• **Exercise objective**: Look for the line that contains "assert_eq!(config.mcts.num_simulations, 100); //"; output that line and every line after it exactly, through the final line of the material below, and nothing else.

* * * * * * * * *

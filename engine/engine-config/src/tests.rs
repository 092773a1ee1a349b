//! Tests for the configuration module.

use super::*;

#[test]
fn test_default_config() {
    let config = CentralConfig::default();
    assert_eq!(config.game.board_size, 9);
    assert_eq!(config.game.walls_per_player, 0);
    assert_eq!(config.game.max_plies, 0);
    assert_eq!(config.mcts.num_simulations, 100);
}

#[test]
fn test_mcts_defaults() {
    let config = CentralConfig::default();
    assert!((config.mcts.c_puct_base - 19652.0).abs() < f64::EPSILON);
    assert!((config.mcts.c_puct_init - 2.5).abs() < f64::EPSILON);
    assert!((config.mcts.temperature - 1.0).abs() < f64::EPSILON);
    assert_eq!(config.mcts.temp_threshold, 15);
    assert!(config.mcts.dirichlet_alpha.abs() < f64::EPSILON);
    assert!((config.mcts.dirichlet_weight - 0.25).abs() < f64::EPSILON);
    assert!(config.mcts.reuse_tree);
    assert_eq!(config.mcts.seed, 42);
}

#[test]
fn test_env_overrides() {
    std::env::set_var("QUORIDOR_GAME_WALLS_PER_PLAYER", "4");
    std::env::set_var("QUORIDOR_MCTS_C_PUCT_INIT", "1.5");
    std::env::set_var("QUORIDOR_MCTS_REUSE_TREE", "false");

    let config = apply_env_overrides(CentralConfig::default());
    assert_eq!(config.game.walls_per_player, 4);
    assert!((config.mcts.c_puct_init - 1.5).abs() < f64::EPSILON);
    assert!(!config.mcts.reuse_tree);

    std::env::remove_var("QUORIDOR_GAME_WALLS_PER_PLAYER");
    std::env::remove_var("QUORIDOR_MCTS_C_PUCT_INIT");
    std::env::remove_var("QUORIDOR_MCTS_REUSE_TREE");
}

#[test]
fn test_unparseable_env_override_is_ignored() {
    std::env::set_var("QUORIDOR_GAME_MAX_PLIES", "lots");

    let config = apply_env_overrides(CentralConfig::default());
    assert_eq!(config.game.max_plies, 0);

    std::env::remove_var("QUORIDOR_GAME_MAX_PLIES");
}

#[test]
fn test_parse_config_toml() {
    let toml_content = r#"
[game]
board_size = 5
walls_per_player = 3

[mcts]
num_simulations = 400
c_puct_base = 1000.0
seed = 7
"#;
    let config: CentralConfig = toml::from_str(toml_content).unwrap();
    assert_eq!(config.game.board_size, 5);
    assert_eq!(config.game.walls_per_player, 3);
    assert_eq!(config.mcts.num_simulations, 400);
    assert!((config.mcts.c_puct_base - 1000.0).abs() < f64::EPSILON);
    assert_eq!(config.mcts.seed, 7);
}

#[test]
fn test_partial_config() {
    let toml_content = r#"
[game]
board_size = 7
"#;
    let config: CentralConfig = toml::from_str(toml_content).unwrap();
    assert_eq!(config.game.board_size, 7);
    assert_eq!(config.game.max_plies, 0); // Default
    assert_eq!(config.mcts.num_simulations, 100); // Default
    assert!(config.mcts.reuse_tree); // Default
}

#[test]
fn test_load_from_missing_path_falls_back_to_defaults() {
    let config = load_from_path(std::path::Path::new("/nonexistent/quoridor/config.toml"));
    assert_eq!(config.game.board_size, 9);
}

#[test]
fn test_load_from_path_reads_file() {
    let dir = std::env::temp_dir().join(format!("quoridor-config-{}", std::process::id()));
    std::fs::create_dir_all(&dir).unwrap();
    let path = dir.join("config.toml");
    std::fs::write(&path, "[mcts]\nnum_simulations = 25\n").unwrap();

    let config = load_from_path(&path);
    assert_eq!(config.mcts.num_simulations, 25);

    std::fs::remove_dir_all(&dir).unwrap();
}

#[test]
fn test_config_clone() {
    let config = CentralConfig::default();
    let cloned = config.clone();
    assert_eq!(config.game.board_size, cloned.game.board_size);
    assert_eq!(config.mcts.seed, cloned.mcts.seed);
}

* * * * * * * * *

• **Problem solution**:
    assert_eq!(config.mcts.num_simulations, 100); // Default
    assert!(config.mcts.reuse_tree); // Default
}

#[test]
fn test_load_from_missing_path_falls_back_to_defaults() {
    let config = load_from_path(std::path::Path::new("/nonexistent/quoridor/config.toml"));
    assert_eq!(config.game.board_size, 9);
}

#[test]
fn test_load_from_path_reads_file() {
    let dir = std::env::temp_dir().join(format!("quoridor-config-{}", std::process::id()));
    std::fs::create_dir_all(&dir).unwrap();
    let path = dir.join("config.toml");
    std::fs::write(&path, "[mcts]\nnum_simulations = 25\n").unwrap();

    let config = load_from_path(&path);
    assert_eq!(config.mcts.num_simulations, 25);

    std::fs::remove_dir_all(&dir).unwrap();
}

#[test]
fn test_config_clone() {
    let config = CentralConfig::default();
    let cloned = config.clone();
    assert_eq!(config.game.board_size, cloned.game.board_size);
    assert_eq!(config.mcts.seed, cloned.mcts.seed);
}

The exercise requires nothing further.